Saved entries
[Start of section]

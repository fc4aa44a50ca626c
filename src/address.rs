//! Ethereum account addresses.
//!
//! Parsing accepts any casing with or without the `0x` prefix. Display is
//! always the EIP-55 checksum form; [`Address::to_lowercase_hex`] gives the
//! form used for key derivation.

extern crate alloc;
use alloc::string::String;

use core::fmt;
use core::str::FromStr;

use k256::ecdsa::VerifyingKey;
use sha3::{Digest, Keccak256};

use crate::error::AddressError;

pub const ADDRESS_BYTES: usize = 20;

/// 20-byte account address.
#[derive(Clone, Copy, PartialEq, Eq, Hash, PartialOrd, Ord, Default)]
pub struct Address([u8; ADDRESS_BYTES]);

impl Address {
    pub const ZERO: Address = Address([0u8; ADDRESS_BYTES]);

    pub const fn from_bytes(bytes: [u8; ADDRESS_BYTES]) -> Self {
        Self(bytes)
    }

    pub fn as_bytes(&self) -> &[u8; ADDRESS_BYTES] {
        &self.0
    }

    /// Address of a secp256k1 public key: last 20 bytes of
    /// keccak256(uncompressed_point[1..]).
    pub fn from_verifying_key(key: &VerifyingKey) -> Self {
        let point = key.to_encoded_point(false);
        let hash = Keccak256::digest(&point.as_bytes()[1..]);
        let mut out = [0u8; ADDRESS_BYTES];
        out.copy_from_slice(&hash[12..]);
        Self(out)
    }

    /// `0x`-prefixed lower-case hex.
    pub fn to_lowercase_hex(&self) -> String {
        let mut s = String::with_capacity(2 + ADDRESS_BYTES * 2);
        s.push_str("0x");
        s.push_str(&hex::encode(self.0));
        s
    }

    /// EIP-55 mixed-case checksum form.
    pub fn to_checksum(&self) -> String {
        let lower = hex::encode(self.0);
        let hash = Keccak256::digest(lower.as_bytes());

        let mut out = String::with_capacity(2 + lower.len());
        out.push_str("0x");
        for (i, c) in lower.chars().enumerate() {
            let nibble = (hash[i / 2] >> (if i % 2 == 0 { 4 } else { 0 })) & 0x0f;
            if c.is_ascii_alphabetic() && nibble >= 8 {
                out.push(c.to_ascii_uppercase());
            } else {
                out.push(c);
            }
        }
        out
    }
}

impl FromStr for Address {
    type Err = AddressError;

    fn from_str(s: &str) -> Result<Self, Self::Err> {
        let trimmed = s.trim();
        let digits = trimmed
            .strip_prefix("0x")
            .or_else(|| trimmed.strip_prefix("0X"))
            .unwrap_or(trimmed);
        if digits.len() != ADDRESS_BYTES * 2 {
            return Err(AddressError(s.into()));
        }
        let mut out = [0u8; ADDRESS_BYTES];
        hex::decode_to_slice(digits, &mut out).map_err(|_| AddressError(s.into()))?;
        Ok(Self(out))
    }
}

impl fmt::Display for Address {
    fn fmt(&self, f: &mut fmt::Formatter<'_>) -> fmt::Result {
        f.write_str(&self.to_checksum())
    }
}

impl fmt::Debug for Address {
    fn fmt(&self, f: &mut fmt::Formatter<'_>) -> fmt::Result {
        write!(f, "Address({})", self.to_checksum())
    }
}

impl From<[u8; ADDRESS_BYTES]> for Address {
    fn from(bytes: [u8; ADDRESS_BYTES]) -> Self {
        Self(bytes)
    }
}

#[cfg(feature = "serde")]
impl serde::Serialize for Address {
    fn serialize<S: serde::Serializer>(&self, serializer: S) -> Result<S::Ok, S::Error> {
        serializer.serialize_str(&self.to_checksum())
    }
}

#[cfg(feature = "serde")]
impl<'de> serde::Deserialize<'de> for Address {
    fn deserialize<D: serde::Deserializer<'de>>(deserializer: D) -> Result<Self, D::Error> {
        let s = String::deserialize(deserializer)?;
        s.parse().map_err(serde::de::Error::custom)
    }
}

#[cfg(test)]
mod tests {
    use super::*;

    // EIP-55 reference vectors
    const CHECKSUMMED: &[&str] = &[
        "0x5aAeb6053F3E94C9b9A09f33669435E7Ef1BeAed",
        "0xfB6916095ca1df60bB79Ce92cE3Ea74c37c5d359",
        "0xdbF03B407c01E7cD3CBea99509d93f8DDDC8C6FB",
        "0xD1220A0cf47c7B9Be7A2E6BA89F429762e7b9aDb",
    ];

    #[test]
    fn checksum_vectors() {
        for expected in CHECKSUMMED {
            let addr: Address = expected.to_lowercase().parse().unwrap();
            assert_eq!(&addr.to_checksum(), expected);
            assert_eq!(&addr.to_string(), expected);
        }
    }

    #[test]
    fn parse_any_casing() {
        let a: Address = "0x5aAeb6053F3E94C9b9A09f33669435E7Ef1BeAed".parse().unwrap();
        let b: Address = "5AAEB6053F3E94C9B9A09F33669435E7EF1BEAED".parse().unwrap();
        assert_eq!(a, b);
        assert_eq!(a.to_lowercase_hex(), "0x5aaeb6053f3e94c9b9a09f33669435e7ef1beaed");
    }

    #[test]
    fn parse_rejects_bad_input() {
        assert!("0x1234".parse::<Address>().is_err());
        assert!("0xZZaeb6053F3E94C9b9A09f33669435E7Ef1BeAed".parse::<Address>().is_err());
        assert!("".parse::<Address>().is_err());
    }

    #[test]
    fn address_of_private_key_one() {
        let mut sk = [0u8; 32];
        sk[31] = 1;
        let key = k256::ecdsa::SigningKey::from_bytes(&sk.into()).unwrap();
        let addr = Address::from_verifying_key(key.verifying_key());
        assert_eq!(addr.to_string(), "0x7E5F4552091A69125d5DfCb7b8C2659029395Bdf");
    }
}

[End of section]

• Activity:
Give the number of lines in the records where the word "VerifyingKey" shows up. Nothing else belongs in the reply.

• Reply:
2